文档序号：1379188 发布日期：2020-08-14 浏览：6次中文

阅读说明：本技术 基于拍照识物的智能点读方案 (Intelligent point reading scheme based on photographing and object recognizing ) 是由王鹏于 2020-04-08 设计创作，主要内容包括：本发明公开了基于拍照识物的智能点读方案,包括信号采集器、信号处理器、语音合成单元、人机交互端口,其特征在于：信号采集器是进行图片采集,且信号采集器基于若干类型的设备设计软件,信号处理器是完成图像信号的分析处理,包括图片定位、分割、识别,以及文本句子的生成,语音合成单元是将文本内容转换为语音信号,人机交互端口包括用户触发界面或者开关以及音频信号的输出。本发明的基于拍照识物的智能点读方案通过手持移动设备对目标区域进行拍照,对照片中的物体和文字进行定位、分割和识别,并生成特定语言的文字描述,具有很好的灵活性的特点。该专利技术的实施无需复杂的定制设备,用户操作方便,简捷易用。(The invention discloses an intelligent point-reading scheme based on photographing and object recognizing, which comprises a signal collector, a signal processor, a voice synthesis unit and a man-machine interaction port, and is characterized in that: the signal collector is used for collecting pictures, the signal collector is based on a plurality of types of equipment design software, the signal processor is used for completing analysis and processing of image signals, including picture positioning, segmentation and recognition and generation of text sentences, the voice synthesis unit is used for converting text contents into voice signals, and the man-machine interaction port comprises a user trigger interface or a switch and outputs audio signals. The intelligent click-to-read scheme based on the photographed literacy shoots a target area through the handheld mobile equipment, positions, segments and identifies objects and characters in a photo, generates character description of a specific language, and has the characteristic of good flexibility. The patent technology is implemented without complex customized equipment, and is convenient to operate, simple and easy to use by a user.)

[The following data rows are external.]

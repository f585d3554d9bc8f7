//! dlkit CLI - concurrent, resumable HTTP downloads from the terminal

mod commands;
mod output;
mod platform;
mod progress;

use anyhow::Result;
use clap::{Parser, Subcommand};
use std::path::PathBuf;
use tracing_subscriber::{layer::SubscriberExt, util::SubscriberInitExt, EnvFilter};

/// dlkit - concurrent, resumable downloads
#[derive(Parser)]
#[command(name = "dlkit")]
#[command(author, version, about, long_about = None)]
#[command(propagate_version = true)]
struct Cli {
    /// Data directory for dlkit settings
    #[arg(long, env = "DLKIT_DATA_DIR")]
    data_dir: Option<PathBuf>,

    /// Output format
    #[arg(long, default_value = "human")]
    output: OutputFormat,

    /// Verbose output (engine debug logs on stderr)
    #[arg(short, long)]
    verbose: bool,

    #[command(subcommand)]
    command: Commands,
}

#[derive(Clone, Copy, Debug, PartialEq, Eq, clap::ValueEnum)]
enum OutputFormat {
    Human,
    Json,
    Table,
}

#[derive(Subcommand)]
enum Commands {
    /// Download one or more URLs
    Get(GetArgs),

    /// Show/update settings
    Config {
        #[command(subcommand)]
        action: Option<ConfigAction>,
    },

    /// Generate shell completions
    Completions {
        /// Shell to generate completions for
        shell: clap_complete::Shell,
    },
}

#[derive(clap::Args)]
struct GetArgs {
    /// URLs to download
    #[arg(required = true)]
    urls: Vec<String>,

    /// Directory to save into (defaults to the configured download directory)
    #[arg(short, long)]
    output: Option<PathBuf>,

    /// Maximum concurrent downloads
    #[arg(short, long)]
    concurrency: Option<usize>,

    /// Retries per download after the first attempt
    #[arg(long)]
    retries: Option<u32>,

    /// Label for the download (single URL only)
    #[arg(long)]
    tag: Option<String>,
}

#[derive(Subcommand)]
enum ConfigAction {
    /// Get a config value (nested keys use dots, e.g. notification.display_mode)
    Get {
        /// Config key
        key: String,
    },

    /// Set a config value
    Set {
        /// Config key
        key: String,

        /// Config value
        value: String,
    },

    /// Show all config
    Show,

    /// Reset to defaults
    Reset {
        /// Skip the confirmation prompt
        #[arg(short, long)]
        yes: bool,
    },
}

fn init_logging(verbose: bool) {
    let filter = EnvFilter::try_from_default_env().unwrap_or_else(|_| {
        EnvFilter::new(if verbose {
            "warn,dlkit_core=debug"
        } else {
            "warn"
        })
    });

    tracing_subscriber::registry()
        .with(tracing_subscriber::fmt::layer().with_writer(std::io::stderr))
        .with(filter)
        .init();
}

#[tokio::main]
async fn main() -> Result<()> {
    let cli = Cli::parse();
    init_logging(cli.verbose);

    let data_dir = cli.data_dir.unwrap_or_else(dlkit_core::default_data_dir);
    let store = dlkit_core::SettingsStore::new(data_dir).await?;

    match cli.command {
        Commands::Get(args) => commands::get(&store, args, cli.output).await?,

        Commands::Config { action } => commands::config_action(&store, action, cli.output).await?,

        Commands::Completions { shell } => {
            use clap::CommandFactory;
            clap_complete::generate(shell, &mut Cli::command(), "dlkit", &mut std::io::stdout());
        }
    }

    Ok(())
}
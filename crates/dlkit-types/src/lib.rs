//! Shared types for dlkit
//!
//! This crate contains the plain data structures used by the download
//! engine and the CLI: transfer status, progress snapshots, the error
//! taxonomy, events, notification settings and application settings.

use chrono::{DateTime, Utc};
use serde::{Deserialize, Serialize};
use std::fmt;
use std::path::PathBuf;
use uuid::Uuid;

// ============================================================================
// Download Types
// ============================================================================

/// Status of a download task
#[derive(Debug, Clone, Copy, PartialEq, Eq, Hash, Serialize, Deserialize)]
#[serde(rename_all = "lowercase")]
pub enum DownloadStatus {
    Pending,
    Downloading,
    Paused,
    Completed,
    Failed,
    Cancelled,
}

impl DownloadStatus {
    /// Completed, Failed and Cancelled never transition on their own.
    pub fn is_terminal(&self) -> bool {
        matches!(
            self,
            DownloadStatus::Completed | DownloadStatus::Failed | DownloadStatus::Cancelled
        )
    }

    /// Whether `self -> next` is an edge of the task state machine.
    ///
    /// `reset()` is not covered here; it is an explicit reinitialisation.
    pub fn can_transition_to(&self, next: DownloadStatus) -> bool {
        use DownloadStatus::*;
        matches!(
            (self, next),
            (Pending, Downloading)
                | (Downloading, Completed)
                | (Downloading, Failed)
                | (Downloading, Cancelled)
                | (Downloading, Paused)
                | (Paused, Downloading)
                | (Pending, Cancelled)
                | (Paused, Cancelled)
        )
    }
}

impl fmt::Display for DownloadStatus {
    fn fmt(&self, f: &mut fmt::Formatter<'_>) -> fmt::Result {
        let s = match self {
            DownloadStatus::Pending => "pending",
            DownloadStatus::Downloading => "downloading",
            DownloadStatus::Paused => "paused",
            DownloadStatus::Completed => "completed",
            DownloadStatus::Failed => "failed",
            DownloadStatus::Cancelled => "cancelled",
        };
        f.write_str(s)
    }
}

/// Point-in-time progress of a single transfer
#[derive(Debug, Clone, Copy, Default, PartialEq, Serialize, Deserialize)]
pub struct DownloadProgress {
    /// Bytes written to the destination file so far
    pub bytes_downloaded: u64,
    /// Total size of the resource, `None` while unknown
    pub total_bytes: Option<u64>,
    /// Transfer speed in bytes per second
    pub speed: f64,
}

impl DownloadProgress {
    /// Completion ratio in `0.0..=1.0`, `None` when the total is unknown
    pub fn ratio(&self) -> Option<f64> {
        match self.total_bytes {
            Some(total) if total > 0 => Some(self.bytes_downloaded as f64 / total as f64),
            _ => None,
        }
    }

    /// Estimated seconds left at the current speed
    pub fn eta(&self) -> Option<u64> {
        let total = self.total_bytes?;
        if self.speed <= 0.0 {
            return None;
        }
        let remaining = total.saturating_sub(self.bytes_downloaded);
        Some((remaining as f64 / self.speed).ceil() as u64)
    }
}

/// Classification of a terminal download failure
#[derive(Debug, Clone, Copy, PartialEq, Eq, Hash, Serialize, Deserialize)]
#[serde(rename_all = "snake_case")]
pub enum ErrorKind {
    Unknown,
    Network,
    Server,
    InvalidUrl,
    Storage,
    Cancelled,
    Timeout,
}

impl fmt::Display for ErrorKind {
    fn fmt(&self, f: &mut fmt::Formatter<'_>) -> fmt::Result {
        let s = match self {
            ErrorKind::Unknown => "unknown error",
            ErrorKind::Network => "network error",
            ErrorKind::Server => "server error",
            ErrorKind::InvalidUrl => "invalid url",
            ErrorKind::Storage => "storage error",
            ErrorKind::Cancelled => "cancelled",
            ErrorKind::Timeout => "timed out",
        };
        f.write_str(s)
    }
}

/// Summary of a task, suitable for printing or serializing
#[derive(Debug, Clone, Serialize, Deserialize)]
pub struct TaskReport {
    pub id: Uuid,
    pub tag: String,
    pub url: String,
    pub save_path: PathBuf,
    pub status: DownloadStatus,
    pub progress: DownloadProgress,
    pub retry_count: u32,
    pub error: Option<ErrorKind>,
    pub started_at: Option<DateTime<Utc>>,
    pub finished_at: Option<DateTime<Utc>>,
}

// ============================================================================
// Event Types
// ============================================================================

/// Events emitted by download tasks and the scheduler
#[derive(Debug, Clone, Serialize, Deserialize)]
#[serde(tag = "type", content = "payload")]
pub enum CoreEvent {
    TaskStarted {
        id: Uuid,
        tag: String,
    },
    TaskProgress {
        id: Uuid,
        progress: DownloadProgress,
    },
    TaskCompleted {
        id: Uuid,
    },
    TaskFailed {
        id: Uuid,
        error: ErrorKind,
    },
    TaskCancelled {
        id: Uuid,
    },
    TaskCountChanged {
        completed: usize,
        total: usize,
    },
    AllCompleted,
}

impl CoreEvent {
    /// The task this event belongs to, if any
    pub fn task_id(&self) -> Option<Uuid> {
        match self {
            CoreEvent::TaskStarted { id, .. }
            | CoreEvent::TaskProgress { id, .. }
            | CoreEvent::TaskCompleted { id }
            | CoreEvent::TaskFailed { id, .. }
            | CoreEvent::TaskCancelled { id } => Some(*id),
            CoreEvent::TaskCountChanged { .. } | CoreEvent::AllCompleted => None,
        }
    }
}

// ============================================================================
// Notification Types
// ============================================================================

/// When the platform notification should be visible
#[derive(Debug, Clone, Copy, Default, PartialEq, Eq, Serialize, Deserialize)]
#[serde(rename_all = "snake_case")]
pub enum NotificationDisplayMode {
    /// Shown whenever downloads are running, foreground included
    Always,
    /// Shown only while the application is in the background
    #[default]
    BackgroundOnly,
}

/// Notification policy handed to the platform handler
#[derive(Debug, Clone, PartialEq, Eq, Serialize, Deserialize)]
pub struct NotificationConfig {
    pub show_notification: bool,
    #[serde(default)]
    pub display_mode: NotificationDisplayMode,
    /// Platform icon resource; `None` uses the platform default
    #[serde(default)]
    pub small_icon_name: Option<String>,
}

impl Default for NotificationConfig {
    fn default() -> Self {
        Self {
            show_notification: true,
            display_mode: NotificationDisplayMode::BackgroundOnly,
            small_icon_name: None,
        }
    }
}

/// Content of a download notification
#[derive(Debug, Clone, Default, PartialEq, Serialize, Deserialize)]
pub struct NotificationContent {
    pub title: String,
    pub body: String,
    /// Progress in `0.0..=1.0`
    pub progress: f32,
}

impl NotificationContent {
    pub fn new(title: impl Into<String>, body: impl Into<String>, progress: f32) -> Self {
        Self {
            title: title.into(),
            body: body.into(),
            progress: progress.clamp(0.0, 1.0),
        }
    }
}

// ============================================================================
// Settings Types
// ============================================================================

/// Application settings
#[derive(Debug, Clone, Serialize, Deserialize)]
pub struct Settings {
    pub download_dir: PathBuf,
    pub max_concurrent_downloads: u32,
    /// Retries after the first attempt
    pub max_retries: u32,
    pub retry_delay_ms: u64,
    pub buffer_size: usize,
    pub connect_timeout_ms: u64,
    pub read_timeout_ms: u64,
    #[serde(default = "default_user_agent")]
    pub user_agent: String,
    /// Whether paused tasks stay parked in the scheduler until resumed
    #[serde(default = "default_true")]
    pub resume_on_pause: bool,
    #[serde(default)]
    pub notification: NotificationConfig,
}

fn default_user_agent() -> String {
    format!("dlkit/{}", env!("CARGO_PKG_VERSION"))
}

fn default_true() -> bool {
    true
}

impl Default for Settings {
    fn default() -> Self {
        Self {
            download_dir: dirs::download_dir()
                .map(|p| p.join("dlkit"))
                .unwrap_or_else(|| PathBuf::from(".")),
            max_concurrent_downloads: 3,
            max_retries: 3,
            retry_delay_ms: 1000,
            buffer_size: 8192,
            connect_timeout_ms: 30_000,
            read_timeout_ms: 30_000,
            user_agent: default_user_agent(),
            resume_on_pause: true,
            notification: NotificationConfig::default(),
        }
    }
}

#[cfg(test)]
mod tests {
    use super::*;

    #[test]
    fn ratio_is_none_when_total_unknown() {
        let progress = DownloadProgress {
            bytes_downloaded: 10,
            total_bytes: None,
            speed: 0.0,
        };
        assert_eq!(progress.ratio(), None);

        let progress = DownloadProgress {
            bytes_downloaded: 25,
            total_bytes: Some(100),
            speed: 0.0,
        };
        assert_eq!(progress.ratio(), Some(0.25));
    }

    #[test]
    fn eta_uses_remaining_bytes() {
        let progress = DownloadProgress {
            bytes_downloaded: 500,
            total_bytes: Some(1500),
            speed: 250.0,
        };
        assert_eq!(progress.eta(), Some(4));
    }

    #[test]
    fn terminal_states_have_no_outgoing_edges() {
        use DownloadStatus::*;
        let all = [Pending, Downloading, Paused, Completed, Failed, Cancelled];
        for from in [Completed, Failed, Cancelled] {
            assert!(from.is_terminal());
            for to in all {
                assert!(!from.can_transition_to(to), "{from} -> {to}");
            }
        }
        assert!(Paused.can_transition_to(Downloading));
        assert!(!Pending.can_transition_to(Completed));
    }

    #[test]
    fn settings_fill_missing_fields_with_defaults() {
        let json = r#"{
            "download_dir": "/tmp/dl",
            "max_concurrent_downloads": 2,
            "max_retries": 1,
            "retry_delay_ms": 10,
            "buffer_size": 4096,
            "connect_timeout_ms": 1000,
            "read_timeout_ms": 1000
        }"#;
        let settings: Settings = serde_json::from_str(json).unwrap();
        assert!(settings.resume_on_pause);
        assert_eq!(settings.notification, NotificationConfig::default());
        assert!(settings.user_agent.starts_with("dlkit/"));
    }

    #[test]
    fn events_serialize_with_type_tag() {
        let event = CoreEvent::TaskFailed {
            id: Uuid::nil(),
            error: ErrorKind::InvalidUrl,
        };
        let value = serde_json::to_value(&event).unwrap();
        assert_eq!(value["type"], "TaskFailed");
        assert_eq!(value["payload"]["error"], "invalid_url");
    }
}
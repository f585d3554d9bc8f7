//! Platform integration hooks
//!
//! Background execution and notifications are platform specific. The engine
//! only reports task counts; everything else on this trait is driven by the
//! embedding application.

use dlkit_types::{NotificationConfig, NotificationContent, NotificationDisplayMode};

/// Platform-specific download support (background service, notifications)
pub trait PlatformDownloadHandler: Send + Sync {
    /// Whether downloads keep running while the application is backgrounded
    fn supports_background_download(&self) -> bool;

    fn notification_config(&self) -> NotificationConfig;

    fn set_notification_config(&self, config: NotificationConfig);

    /// Called when the application moves to the background
    fn on_enter_background(&self);

    /// Called when the application returns to the foreground
    fn on_enter_foreground(&self);

    /// Called by the scheduler on start and whenever a task finishes
    fn update_active_task_count(&self, completed: usize, total: usize);

    fn show_notification(&self, content: &NotificationContent);

    fn hide_notification(&self);
}

/// Whether a notification may be shown under `config`
pub fn notification_visible(config: &NotificationConfig, in_background: bool) -> bool {
    if !config.show_notification {
        return false;
    }
    match config.display_mode {
        NotificationDisplayMode::Always => true,
        NotificationDisplayMode::BackgroundOnly => in_background,
    }
}

#[cfg(test)]
mod tests {
    use super::*;

    #[test]
    fn background_only_hides_in_foreground() {
        let config = NotificationConfig::default();
        assert!(!notification_visible(&config, false));
        assert!(notification_visible(&config, true));
    }

    #[test]
    fn disabled_notifications_never_show() {
        let config = NotificationConfig {
            show_notification: false,
            display_mode: NotificationDisplayMode::Always,
            small_icon_name: None,
        };
        assert!(!notification_visible(&config, true));
    }
}
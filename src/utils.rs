//! Common utility functions

pub fn truncate_display(s: &str, max_len: usize) -> String {
    if s.chars().count() <= max_len {
        s.to_string()
    } else {
        format!("{}...", s.chars().take(max_len).collect::<String>())
    }
}

#[cfg(test)]
mod tests {
    use super::*;

    #[test]
    fn test_truncate_display() {
        assert_eq!(truncate_display("short", 10), "short");
        assert_eq!(truncate_display("a longer string", 8), "a longer...");
    }
}
//! Glossary of proper nouns and setting terms, kept consistent across chapters

pub mod builder;
pub mod commands;
pub mod filter;
pub mod updater;

use anyhow::{Context, Result};
use std::collections::BTreeMap;
use std::fs;
use std::path::Path;

/// Hard ceiling on glossary size. The prompt context stays small and the
/// model is not drowned in terms it rarely needs.
pub const DEFAULT_CAP: usize = 50;

#[derive(Debug, Clone, PartialEq, Eq)]
pub struct GlossaryEntry {
    pub term: String,
    /// Original-script form, rendered bracketed after the term.
    pub original_form: Option<String>,
    pub description: String,
}

impl GlossaryEntry {
    pub fn render(&self) -> String {
        match &self.original_form {
            Some(orig) => format!("{} [{}]: {}", self.term, orig, self.description),
            None => format!("{}: {}", self.term, self.description),
        }
    }
}

/// Ordered term → entry mapping. Terms are unique by case-sensitive exact
/// match and serialize alphabetically.
#[derive(Debug, Clone, Default, PartialEq)]
pub struct Glossary {
    entries: BTreeMap<String, GlossaryEntry>,
}

impl Glossary {
    pub fn new() -> Self {
        Self::default()
    }

    /// Parses a glossary file. A missing file is an empty glossary, and
    /// malformed lines are skipped rather than fatal, so a hand-edited
    /// file never blocks a run.
    pub fn load<P: AsRef<Path>>(path: P) -> Result<Self> {
        let path = path.as_ref();
        if !path.exists() {
            return Ok(Self::new());
        }

        let content = fs::read_to_string(path)
            .with_context(|| format!("Failed to read glossary file: {}", path.display()))?;
        Ok(Self::parse(&content))
    }

    pub fn parse(content: &str) -> Self {
        let mut glossary = Self::new();

        for (line_num, line) in content.lines().enumerate() {
            let line = line.trim();
            if line.is_empty() || line.starts_with('#') || line.starts_with("//") {
                continue;
            }
            match parse_line(line) {
                Some(entry) => {
                    glossary.insert(entry);
                }
                None => {
                    tracing::warn!("Invalid glossary entry at line {}: {}", line_num + 1, line);
                }
            }
        }
        glossary
    }

    /// Writes entries one per line, alphabetical by term, via a sibling
    /// temp file and rename so an interrupted save leaves the previous
    /// file intact.
    pub fn save<P: AsRef<Path>>(&self, path: P) -> Result<()> {
        let path = path.as_ref();
        let mut content = String::new();
        for entry in self.entries.values() {
            content.push_str(&entry.render());
            content.push('\n');
        }

        let tmp = path.with_extension("tmp");
        fs::write(&tmp, &content)
            .with_context(|| format!("Failed to write glossary file: {}", tmp.display()))?;
        fs::rename(&tmp, path)
            .with_context(|| format!("Failed to replace glossary file: {}", path.display()))?;
        Ok(())
    }

    pub fn insert(&mut self, entry: GlossaryEntry) {
        self.entries.insert(entry.term.clone(), entry);
    }

    pub fn contains(&self, term: &str) -> bool {
        self.entries.contains_key(term)
    }

    pub fn len(&self) -> usize {
        self.entries.len()
    }

    pub fn is_empty(&self) -> bool {
        self.entries.is_empty()
    }

    pub fn iter(&self) -> impl Iterator<Item = &GlossaryEntry> {
        self.entries.values()
    }

    /// Adds entries whose term is not already present, then truncates to
    /// `cap`. Truncation is deterministic: entries with an original-script
    /// form outrank those without, previously established entries outrank
    /// newly added ones, and alphabetical order breaks ties.
    ///
    /// Returns the number of entries actually added (before truncation).
    pub fn merge(&mut self, new_entries: Vec<GlossaryEntry>, cap: usize) -> usize {
        let mut added = 0;
        let mut fresh: Vec<String> = Vec::new();

        for entry in new_entries {
            if entry.term.is_empty() || self.contains(&entry.term) {
                continue;
            }
            fresh.push(entry.term.clone());
            self.insert(entry);
            added += 1;
        }

        if self.len() > cap {
            let mut ranked: Vec<&GlossaryEntry> = self.entries.values().collect();
            ranked.sort_by_key(|e| {
                (
                    e.original_form.is_none(),
                    fresh.contains(&e.term),
                    e.term.clone(),
                )
            });
            let evicted: Vec<String> = ranked[cap..].iter().map(|e| e.term.clone()).collect();
            for term in evicted {
                self.entries.remove(&term);
            }
        }

        added
    }

    /// Renders the glossary as prompt context for a translation request.
    pub fn to_prompt_context(&self) -> String {
        if self.entries.is_empty() {
            return String::new();
        }
        let mut context =
            String::from("Glossary of established terms. Translate them consistently:\n");
        for entry in self.entries.values() {
            context.push_str(&entry.render());
            context.push('\n');
        }
        context
    }
}

/// Parses one `Term [Original]: Description` line; the bracketed original
/// is optional. Returns None for anything that does not fit the grammar.
pub fn parse_line(line: &str) -> Option<GlossaryEntry> {
    let (head, description) = line.split_once(':')?;
    let head = head.trim();
    let description = description.trim();
    if head.is_empty() || description.is_empty() {
        return None;
    }

    let (term, original_form) = match head.split_once('[') {
        Some((term, rest)) => {
            let original = rest.strip_suffix(']')?.trim();
            let term = term.trim();
            if original.is_empty() {
                (term, None)
            } else {
                (term, Some(original.to_string()))
            }
        }
        None => (head, None),
    };

    if term.is_empty() {
        return None;
    }

    Some(GlossaryEntry {
        term: term.to_string(),
        original_form,
        description: description.to_string(),
    })
}

/// Best-effort extraction of glossary entries from a model response.
/// Bullet prefixes are tolerated; lines that do not parse are dropped.
pub fn parse_entries(text: &str) -> Vec<GlossaryEntry> {
    text.lines()
        .map(|line| line.trim().trim_start_matches(['-', '*']).trim())
        .filter(|line| !line.is_empty())
        .filter_map(parse_line)
        .collect()
}
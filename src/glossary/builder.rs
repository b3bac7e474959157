//! Builds the initial glossary from the leading sample chapters

use anyhow::{Context, Result};

use crate::llm::retry::with_retry;
use crate::llm::Completion;
use crate::utils::truncate_display;

use super::filter::TermFilter;
use super::{parse_entries, Glossary};

/// How many leading chapters are sampled for the initial glossary.
pub const MAX_SAMPLE_CHAPTERS: usize = 3;

/// Per-chapter character budget for the sample request. Chapters are
/// truncated individually; the chapter count is never cut down.
const SAMPLE_CHAR_BUDGET: usize = 8_000;

const SAMPLE_SEPARATOR: &str = "\n\n----\n\n";

/// Outcome of the one-shot human review of a freshly built glossary.
#[derive(Debug, Clone, Copy, PartialEq)]
pub enum ReviewDecision {
    Accept,
    Reject,
}

/// Result of the build step. A rejection is not the same as an empty
/// glossary: it turns glossary usage off for the rest of the run, so no
/// per-chapter proposals regrow the terms the user just turned down.
#[derive(Debug)]
pub enum BuildOutcome {
    Accepted(Glossary),
    Rejected,
}

fn build_instructions(cap: usize) -> String {
    format!(
        "You are preparing a translation glossary for a long novel. From the \
         sample chapters, list the proper nouns and setting-specific terms a \
         translator must render consistently: character names, place names, \
         organizations, named artifacts, and unique fantasy or sci-fi concepts. \
         Do NOT include generic titles, common nouns, or minor one-off mentions.\n\
         List at most {cap} terms, one per line, in the form:\n\
         Term [OriginalScript]: short description\n\
         Omit the brackets when the term has no distinct original-script form. \
         Output only the term lines, nothing else."
    )
}

fn build_sample_text(samples: &[String]) -> String {
    samples
        .iter()
        .take(MAX_SAMPLE_CHAPTERS)
        .map(|chapter| {
            if chapter.chars().count() > SAMPLE_CHAR_BUDGET {
                chapter.chars().take(SAMPLE_CHAR_BUDGET).collect()
            } else {
                chapter.clone()
            }
        })
        .collect::<Vec<String>>()
        .join(SAMPLE_SEPARATOR)
}

/// Issues one completion request over the sample chapters and parses the
/// response into a glossary. If a review callback is given, the result is
/// surfaced for a single accept/reject decision; rejection means the run
/// proceeds as if the glossary were disabled.
pub fn build(
    client: &dyn Completion,
    samples: &[String],
    cap: usize,
    filter: &TermFilter,
    review: Option<&dyn Fn(&Glossary) -> ReviewDecision>,
) -> Result<BuildOutcome> {
    if samples.is_empty() {
        return Ok(BuildOutcome::Accepted(Glossary::new()));
    }

    let instructions = build_instructions(cap);
    let text = build_sample_text(samples);

    let response = with_retry(|| client.complete(&instructions, &text))
        .context("Glossary build request failed")?;

    let entries = parse_entries(&response);
    if entries.is_empty() {
        tracing::warn!(
            "No glossary entries parsed from response: {}",
            truncate_display(&response, 200)
        );
    }

    let mut glossary = Glossary::new();
    glossary.merge(
        entries.into_iter().filter(|e| !filter.should_drop(e)).collect(),
        cap,
    );

    if let Some(review) = review {
        if !glossary.is_empty() && review(&glossary) == ReviewDecision::Reject {
            tracing::info!("Glossary rejected by review; continuing without one");
            return Ok(BuildOutcome::Rejected);
        }
    }

    Ok(BuildOutcome::Accepted(glossary))
}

1. Intelligent point reading scheme based on recognition of shooing, including signal collector, signal processor, speech synthesis unit, man-machine interaction port, its characterized in that: the signal collector carry out the picture and gather, and signal collector is based on the equipment design software of a plurality of types, signal processor accomplish image signal's analysis and processing, including picture location, segmentation, discernment to and the formation of text sentence, signal collector, signal processor constitute picture content edit and generate front-end system, speech synthesis unit convert text content into speech signal, the human-computer interaction port include user trigger interface or switch and audio signal's output, and be equipped with the content based on the position trigger in the human-computer interaction port and spell and read.

2. The intelligent reading scheme based on photographing literacy as claimed in claim 1, wherein: the signal collector is based on several types of device design software, for example, a handheld mobile device (such as a smart phone, a tablet computer, a camera, a video pen, etc.) or other wearable device (such as smart glasses) to take a picture of a target area.

3. The signal collector of claim 1 or 2, wherein: the scene of image acquisition can include image acquisition of real objects, image acquisition of books and file contents, image acquisition in virtual reality and the like.

4. The intelligent reading scheme based on photographing literacy as claimed in claim 1, wherein: the signal processor is used for analyzing and processing image signals, analyzing the acquired images, including positioning, segmenting, identifying and the like of objects or characters in the images, and the adopted technical implementation algorithm includes but is not limited to performing End-to-End analysis on image contents through a trained deep neural network model, such as RCNN, fast-RCNN and the like.

5. The intelligent reading scheme based on photographing literacy as claimed in claim 1, wherein: the generation of the text sentence generates a sentence-level text description for the key information according to the obtained labels and the character contents of the objects in the picture, and common models include an Attention-based model, a GAN, a relationship Learning and the like.

6. The intelligent reading scheme based on photographing literacy as claimed in claim 1, wherein: the content spelling based on the position triggering completes the region positioning and the recognition understanding of the object and the character content in the picture, and when the user clicks the corresponding position triggering, the intelligent spelling can be carried out according to the preset language (such as English). The step is realized based on a Text-to-Speech (TTS) technology, and different types of sound colors can be customized.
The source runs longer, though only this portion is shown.